Task item — In the material below, how many lines contain the word "versions"? The reply must be that number alone.

*** Begin section ***

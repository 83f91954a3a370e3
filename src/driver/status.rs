use crate::migration::{FileSource, MigrationVersion, Migrations};
use serde::Serialize;
use std::collections::BTreeSet;

/// One row of `migrate status`.
#[derive(Debug, Clone, PartialEq, Eq, Serialize)]
pub struct MigrationStatus {
    pub version: MigrationVersion,
    pub name: Option<String>,
    /// A file exists locally
    pub source_present: bool,
    /// The version is recorded as applied on the server
    pub database_present: bool,
}

/// Join the local files with the applied versions, ascending by version.
pub fn migration_status(source: &FileSource, applied: &Migrations) -> Vec<MigrationStatus> {
    let versions: BTreeSet<MigrationVersion> = source.versions().chain(applied.iter()).collect();

    versions
        .into_iter()
        .map(|version| MigrationStatus {
            version,
            name: source.name(version).map(str::to_string),
            source_present: source.contains(version),
            database_present: applied.read(version),
        })
        .collect()
}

*** End section ***

Written answer — 3